There were two locklosses during the 09/17 OWL shift, 07:45UTC and 11:30UTC.
09/17 07:45UTC Lockloss
PI24 started ringing up and wasn't able to be damped, and we lost lock 15 minutes after the ringup started(attachment1). Different from the last time we lost lock due to to the PIs (72636), as that time the phase was cycling through too fast to see if anything was helping, and was updated to wait longer before changing phase. This time the phase stopped cycling through - it just stopped trying after a few tries(SUS_PI_logtxt). It actually looks like if it had stayed at the first phase it tried, 340degrees, it might have been able to successfully damp it instead of ringing it up more(attachment2). Does this mean that checker time should be extended again? Or alternatively could we make it so if the slope of the mode increases when the phase is changed, it changes the phase in the opposite direction?
Mode24 started ringing up almost immediately after the 'super_checker' timer was completed (which turns off damping every 1/2 hour), and surpassed a value of 3 15s later, triggering the damping to turn back on.
It seems like it's a relatively common occurrance that the ESDs need to turn back on at max damping within a minute of turning off to damp mode24 or mode31.
Timeline
07:30:00 PI24 starts trending up
07:30:01 'super_checker' timer times out, turns off damping
07:30:17 PI24 exceeds 3
- ETMY PI ESD turns on & reaches its max output in ~30s and continues at max until lockloss
- Phase stops changing once ESD driver is at max output
07:35 PI31 also starts ringing up
07:42 DCPD saturates
07:44 PI24 reached a max of 2212
07:45 Lockloss
09/17 11:30UTC Lockloss
Caused by a 5.6 magnitude earthquake off the coast of western Canada only ~900km away from us. Seismon labeled it as two separate earthquakes from Canada that arrived at the same time, but it was only one.

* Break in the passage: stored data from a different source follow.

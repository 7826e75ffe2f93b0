//! 404 baseline per target
//!
//! Many sites answer unknown paths with a 200 page. The baseline records
//! what a surely-missing page looks like for each origin so plugins can
//! tell real content from "not found" pages.

use crate::error::{Error, Result};
use crate::kb::KnowledgeBase;
use crate::transport::{HttpResponse, Transport};
use serde::{Deserialize, Serialize};
use std::collections::hash_map::RandomState;
use std::hash::BuildHasher;
use tracing::debug;
use url::Url;

/// Knowledge base namespace holding one baseline per origin
const NAMESPACE: &str = "404";

/// Relative body length difference still considered the same page
const LENGTH_TOLERANCE: f64 = 0.05;

#[derive(Debug, Clone, Copy, PartialEq, Eq, Serialize, Deserialize)]
struct Baseline {
    status: u16,
    length: usize,
}

/// Fetch a random missing page of the target's origin and store it as the
/// baseline; origins that already have one are skipped
pub async fn learn(transport: &dyn Transport, kb: &KnowledgeBase, target: &Url) -> Result<()> {
    let origin = target.origin().ascii_serialization();
    if kb.get(NAMESPACE, &origin).is_some() {
        return Ok(());
    }

    let token = RandomState::new().hash_one(target.as_str());
    let probe = target
        .join(&format!("/{:016x}.html", token))
        .map_err(|e| Error::InvalidUrl(e.to_string()))?;
    let response = transport.get(&probe).await?;

    let baseline = Baseline {
        status: response.status,
        length: response.body.len(),
    };
    debug!(
        "404 baseline for {}: status {}, {} bytes",
        origin, baseline.status, baseline.length
    );
    kb.save(NAMESPACE, &origin, serde_json::to_value(baseline)?);
    Ok(())
}

/// Whether the response is a "not found" page
pub fn is_404(kb: &KnowledgeBase, response: &HttpResponse) -> bool {
    if response.status == 404 {
        return true;
    }
    let origin = response.url.origin().ascii_serialization();
    let Some(baseline) = kb
        .get(NAMESPACE, &origin)
        .and_then(|value| serde_json::from_value::<Baseline>(value).ok())
    else {
        return false;
    };
    if baseline.status != response.status {
        return false;
    }
    let longest = baseline.length.max(response.body.len()).max(1) as f64;
    let difference = baseline.length.abs_diff(response.body.len()) as f64;
    difference / longest <= LENGTH_TOLERANCE
}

Since this earthquake was so close and big, the detector wasn't given any warning, and we lost lock 4seconds after earthquake mode was activated. We actually received the "Nearby earthquake from Canada" two minutes after having lost lock!
Timeline
11:30:23 Earthquake mode activated
11:30:27 Lockloss
Looked into the SUS_PI issue and couldn't see why the phase stopped stepping.

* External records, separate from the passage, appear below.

//! Scan configuration and profiles
//!
//! [`ScanConfig`] holds the global settings (targets, discovery budget,
//! HTTP options). A [`Profile`] bundles those settings with the plugin
//! selection so a scan setup can be saved and reused.

use crate::error::{Error, Result};
use crate::plugin::{PluginOptions, PluginSelection, PluginType};
use serde::{Deserialize, Serialize};
use std::collections::BTreeMap;
use std::net::{IpAddr, ToSocketAddrs};
use std::path::{Path, PathBuf};
use url::Url;

/// User agent for requests (standard Chrome on Windows)
pub const USER_AGENT: &str = "Mozilla/5.0 (Windows NT 10.0; Win64; x64) AppleWebKit/537.36 (KHTML, like Gecko) Chrome/131.0.0.0 Safari/537.36";

/// Request timeout in seconds
const TIMEOUT_SECS: u64 = 30;

/// Connection failures in a row after which the target is considered gone
const MAX_CONSECUTIVE_ERRORS: u32 = 10;

/// Default discovery budget in minutes
const MAX_DISCOVERY_TIME_MINUTES: u64 = 120;

/// Default bound on concurrent plugin tasks
const MAX_WORKERS: usize = 20;

/// Allowed URL schemes
const ALLOWED_SCHEMES: &[&str] = &["http", "https"];

/// HTTP transport settings
#[derive(Debug, Clone, PartialEq, Eq, Serialize, Deserialize)]
#[serde(default)]
pub struct HttpSettings {
    /// User-Agent header
    pub user_agent: String,
    /// Per-request timeout
    pub timeout_secs: u64,
    /// Extra headers added to every request
    pub headers: BTreeMap<String, String>,
    /// Connection failures in a row that abort the scan (0 never aborts)
    pub max_consecutive_errors: u32,
    /// Basic-auth credentials sent to the targets
    #[serde(skip_serializing_if = "Option::is_none")]
    pub basic_auth: Option<Credentials>,
}

/// User name and password for HTTP basic authentication
#[derive(Debug, Clone, PartialEq, Eq, Serialize, Deserialize)]
pub struct Credentials {
    /// User name
    pub username: String,
    /// Password
    pub password: String,
}

impl Default for HttpSettings {
    fn default() -> Self {
        Self {
            user_agent: USER_AGENT.to_string(),
            timeout_secs: TIMEOUT_SECS,
            headers: BTreeMap::new(),
            max_consecutive_errors: MAX_CONSECUTIVE_ERRORS,
            basic_auth: None,
        }
    }
}

/// Global scan settings
#[derive(Debug, Clone, PartialEq, Eq, Serialize, Deserialize)]
#[serde(default)]
pub struct ScanConfig {
    /// Target URLs; cleared when a scan ends
    #[serde(skip)]
    pub targets: Vec<Url>,
    /// Discovery time budget, in minutes
    pub max_discovery_time: u64,
    /// Automatically enable the plugins other plugins depend on
    pub auto_dependencies: bool,
    /// Allow private/internal target addresses
    pub allow_private: bool,
    /// Upper bound on concurrently running plugin tasks
    pub max_workers: usize,
    /// Write the discovered fuzzable requests to this CSV file
    #[serde(skip_serializing_if = "Option::is_none")]
    pub export_fuzzable_requests: Option<PathBuf>,
    /// HTTP settings
    pub http: HttpSettings,
}

impl Default for ScanConfig {
    fn default() -> Self {
        Self {
            targets: Vec::new(),
            max_discovery_time: MAX_DISCOVERY_TIME_MINUTES,
            auto_dependencies: true,
            allow_private: false,
            max_workers: MAX_WORKERS,
            export_fuzzable_requests: None,
            http: HttpSettings::default(),
        }
    }
}

impl ScanConfig {
    /// Parse and validate target URLs, replacing the current ones
    pub fn set_targets<S: AsRef<str>>(&mut self, targets: &[S]) -> Result<()> {
        self.targets = targets
            .iter()
            .map(|target| parse_target(target.as_ref(), self.allow_private))
            .collect::<Result<_>>()?;
        Ok(())
    }
}

/// Parse a target URL or bare domain
///
/// Adds `https://` when no scheme is given, rejects non-HTTP schemes and,
/// unless `allow_private` is set, hosts resolving to internal addresses.
pub fn parse_target(url: &str, allow_private: bool) -> Result<Url> {
    let url_with_scheme = if !url.contains("://") {
        format!("https://{}", url)
    } else {
        url.to_string()
    };

    let target = Url::parse(&url_with_scheme).map_err(|e| Error::InvalidUrl(e.to_string()))?;

    if !ALLOWED_SCHEMES.contains(&target.scheme()) {
        return Err(Error::InvalidUrl(format!(
            "scheme '{}' not allowed (use http or https)",
            target.scheme()
        )));
    }

    if !allow_private {
        validate_host(&target)?;
    }

    Ok(target)
}

/// Validate that the host is not an internal/private address (SSRF protection)
fn validate_host(url: &Url) -> Result<()> {
    let host = url
        .host_str()
        .ok_or_else(|| Error::InvalidUrl("missing host".to_string()))?;

    if host == "localhost" || host.ends_with(".localhost") {
        return Err(Error::InvalidUrl("localhost not allowed".to_string()));
    }

    let port = url.port_or_known_default().unwrap_or(443);
    let socket_addr = format!("{}:{}", host, port);

    if let Ok(addrs) = socket_addr.to_socket_addrs() {
        for addr in addrs {
            if is_internal_ip(addr.ip()) {
                return Err(Error::InvalidUrl(format!(
                    "internal/private IP address not allowed: {}",
                    addr.ip()
                )));
            }
        }
    }

    Ok(())
}

/// Check if an IP address is internal/private (RFC 1918, link-local, loopback, etc.)
fn is_internal_ip(ip: IpAddr) -> bool {
    match ip {
        IpAddr::V4(ipv4) => {
            ipv4.is_loopback()                      // 127.0.0.0/8
                || ipv4.is_private()                // 10.0.0.0/8, 172.16.0.0/12, 192.168.0.0/16
                || ipv4.is_link_local()             // 169.254.0.0/16
                || ipv4.is_broadcast()              // 255.255.255.255
                || ipv4.is_unspecified()            // 0.0.0.0
                || ipv4.octets()[0] == 100          // Shared address space 100.64.0.0/10
                    && ipv4.octets()[1] >= 64
                    && ipv4.octets()[1] <= 127
        }
        IpAddr::V6(ipv6) => {
            ipv6.is_loopback()
                || ipv6.is_unspecified()
                // Unique local addresses (fc00::/7)
                || (ipv6.segments()[0] & 0xfe00) == 0xfc00
                // Link-local (fe80::/10)
                || (ipv6.segments()[0] & 0xffc0) == 0xfe80
        }
    }
}

/// Plugin selection for one plugin type inside a profile
#[derive(Debug, Clone, Default, PartialEq, Serialize, Deserialize)]
#[serde(default)]
pub struct ProfilePlugins {
    /// Enabled plugin names (may contain `all` and `!name`)
    pub enabled: Vec<String>,
    /// Stored options per plugin name
    pub options: BTreeMap<String, PluginOptions>,
}

/// A saved scan setup: targets, settings and plugin selection
#[derive(Debug, Clone, Default, PartialEq, Serialize, Deserialize)]
#[serde(default)]
pub struct Profile {
    /// Profile name
    pub name: String,
    /// Free-form description
    pub description: String,
    /// Target URLs as written by the user
    pub targets: Vec<String>,
    /// Global scan settings
    pub settings: ScanConfig,
    /// Plugin selection keyed by plugin type name
    pub plugins: BTreeMap<String, ProfilePlugins>,
}

impl Profile {
    /// Create an empty profile
    pub fn new(name: impl Into<String>, description: impl Into<String>) -> Self {
        Self {
            name: name.into(),
            description: description.into(),
            ..Self::default()
        }
    }

    /// Read a profile from a TOML file
    pub fn load(path: &Path) -> Result<Self> {
        let content = std::fs::read_to_string(path)
            .map_err(|e| Error::Profile(format!("{}: {}", path.display(), e)))?;
        Self::from_toml(&content)
    }

    /// Parse a profile from TOML text
    pub fn from_toml(content: &str) -> Result<Self> {
        toml::from_str(content).map_err(|e| Error::Profile(e.to_string()))
    }

    /// Serialize the profile as TOML text
    pub fn to_toml(&self) -> Result<String> {
        toml::to_string_pretty(self).map_err(|e| Error::Profile(e.to_string()))
    }

    /// Write the profile to a TOML file
    pub fn save(&self, path: &Path) -> Result<()> {
        let content = self.to_toml()?;
        std::fs::write(path, content)
            .map_err(|e| Error::Profile(format!("{}: {}", path.display(), e)))
    }

    /// Enabled plugin names for a type
    pub fn enabled_plugins(&self, plugin_type: PluginType) -> Vec<String> {
        self.plugins
            .get(plugin_type.as_str())
            .map(|section| section.enabled.clone())
            .unwrap_or_default()
    }

    /// Stored options of one plugin
    pub fn plugin_options(&self, plugin_type: PluginType, name: &str) -> Option<&PluginOptions> {
        self.plugins.get(plugin_type.as_str())?.options.get(name)
    }

    /// Copy the plugin selection and options into the profile
    pub fn set_selection(&mut self, selection: &PluginSelection) {
        self.plugins.clear();
        for plugin_type in PluginType::ALL {
            let enabled = selection.enabled(plugin_type).to_vec();
            let options: BTreeMap<String, PluginOptions> = enabled
                .iter()
                .filter_map(|name| {
                    let options = selection.options(plugin_type, name)?;
                    Some((name.clone(), options.clone()))
                })
                .collect();
            if enabled.is_empty() && options.is_empty() {
                continue;
            }
            self.plugins.insert(
                plugin_type.as_str().to_string(),
                ProfilePlugins { enabled, options },
            );
        }
    }
}

#[cfg(test)]
mod tests {
    use super::*;
    use serde_json::json;

    #[test]
    fn parse_valid_url() {
        // Note: This may fail if example.com resolves to an internal IP in test environment
        assert!(parse_target("https://example.com", false).is_ok());
    }

    #[test]
    fn bare_domain_gets_https() {
        let url = parse_target("example.com", true).unwrap();
        assert_eq!(url.as_str(), "https://example.com/");
    }

    #[test]
    fn parse_invalid_url() {
        assert!(parse_target("not a url", false).is_err());
    }

    #[test]
    fn reject_localhost() {
        let result = parse_target("http://localhost", false);
        assert!(result.unwrap_err().to_string().contains("localhost"));
    }

    #[test]
    fn reject_localhost_subdomain() {
        assert!(parse_target("http://foo.localhost", false).is_err());
    }

    #[test]
    fn allow_private_accepts_loopback() {
        assert!(parse_target("http://127.0.0.1:8080/", true).is_ok());
    }

    #[test]
    fn reject_file_scheme() {
        let result = parse_target("file:///etc/passwd", false);
        assert!(result.unwrap_err().to_string().contains("scheme"));
    }

    #[test]
    fn reject_ftp_scheme() {
        let result = parse_target("ftp://example.com", false);
        assert!(result.unwrap_err().to_string().contains("scheme"));
    }

    #[test]
    fn internal_ip_detection() {
        use std::net::Ipv4Addr;

        assert!(is_internal_ip(IpAddr::V4(Ipv4Addr::new(10, 0, 0, 1))));
        assert!(is_internal_ip(IpAddr::V4(Ipv4Addr::new(172, 16, 0, 1))));
        assert!(is_internal_ip(IpAddr::V4(Ipv4Addr::new(192, 168, 1, 1))));
        assert!(is_internal_ip(IpAddr::V4(Ipv4Addr::new(127, 0, 0, 1))));
        assert!(is_internal_ip(IpAddr::V4(Ipv4Addr::new(169, 254, 1, 1))));
        assert!(is_internal_ip(IpAddr::V4(Ipv4Addr::new(100, 64, 0, 1))));

        assert!(!is_internal_ip(IpAddr::V4(Ipv4Addr::new(8, 8, 8, 8))));
        assert!(!is_internal_ip(IpAddr::V4(Ipv4Addr::new(93, 184, 216, 34))));
    }

    #[test]
    fn set_targets_fails_on_first_bad_target() {
        let mut config = ScanConfig {
            allow_private: true,
            ..ScanConfig::default()
        };
        assert!(config.set_targets(&["http://127.0.0.1/", "ftp://x"]).is_err());
        config.set_targets(&["http://127.0.0.1/"]).unwrap();
        assert_eq!(config.targets.len(), 1);
    }

    #[test]
    fn profile_toml_round_trip() {
        let mut selection = PluginSelection::default();
        selection.set_enabled(PluginType::Discovery, vec!["web_spider".into()]);
        selection.set_enabled(PluginType::Audit, vec!["all".into(), "!sqli".into()]);
        let mut options = PluginOptions::new();
        options.insert("only_forward", json!(true));
        selection.set_options(PluginType::Discovery, "web_spider", options.clone());

        let mut profile = Profile::new("fast", "quick crawl");
        profile.targets = vec!["https://example.com/".into()];
        profile.settings.max_discovery_time = 5;
        profile.set_selection(&selection);

        let text = profile.to_toml().unwrap();
        let parsed = Profile::from_toml(&text).unwrap();
        assert_eq!(parsed, profile);
        assert_eq!(parsed.enabled_plugins(PluginType::Audit), vec!["all", "!sqli"]);
        assert_eq!(
            parsed.plugin_options(PluginType::Discovery, "web_spider"),
            Some(&options)
        );
        assert!(parsed.enabled_plugins(PluginType::Grep).is_empty());
    }

    #[test]
    fn profile_defaults_fill_missing_sections() {
        let profile = Profile::from_toml("name = \"empty\"\n").unwrap();
        assert_eq!(profile.settings, ScanConfig::default());
        assert!(profile.plugins.is_empty());
    }

    #[test]
    fn profile_rejects_bad_toml() {
        assert!(matches!(
            Profile::from_toml("name = ["),
            Err(Error::Profile(_))
        ));
    }
}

During this time, SUS-PI_PROC_COMPUTE_MODE24_RMSMON was > 3 and the new rms from cdu.avg would have been ~11 which is larger than the old saved value of 7.94 . This should have caused SUS_PI to move forward with 'scanning mode 24 phase to damp', but it didn't. There could have been an issue with cdu.avg()? There was no reported errors with the guardian code.
new_24_rms = cdu.avg(-5,'SUS-PI_PROC_COMPUTE_MODE24_RMSMON')
if new_24_rms > self.old_mode24_rmsmon:
if true then would have gone ahead with stepping phase
Vicky, Oli, Camilla. Commented out the super_timeout code from SUS_PI. PI damping will now remain on.
After talking with Oli and Vicky, it seems like the super_timeout timer isn't working as as soon as damping is turned off mode 24 rings up and damping is turned back on. This gives more opportunities for the PI damping guardian to fail as it did for this lockloss.
The super_timeout was added to turn off damping after 30 minutes as LLO saw noise from PI damping LLO67285, but we don't see noise 71737.
I common failure mode when using cdsutils.avg is when it can't get data from NDS for whatever reason, it returns None. In python you can still do comparison operators with Nonetypes (ie. None > 7 evaluates to False). I'd guess that's what happened here, since it wouldn't get into the code under the conditional you posted.
A solution to this is to always check that there actually is data returned, and if not try again. I'd also recommend using the timeout_utils.py call_with_timeout function to avoid times the data call gets hung.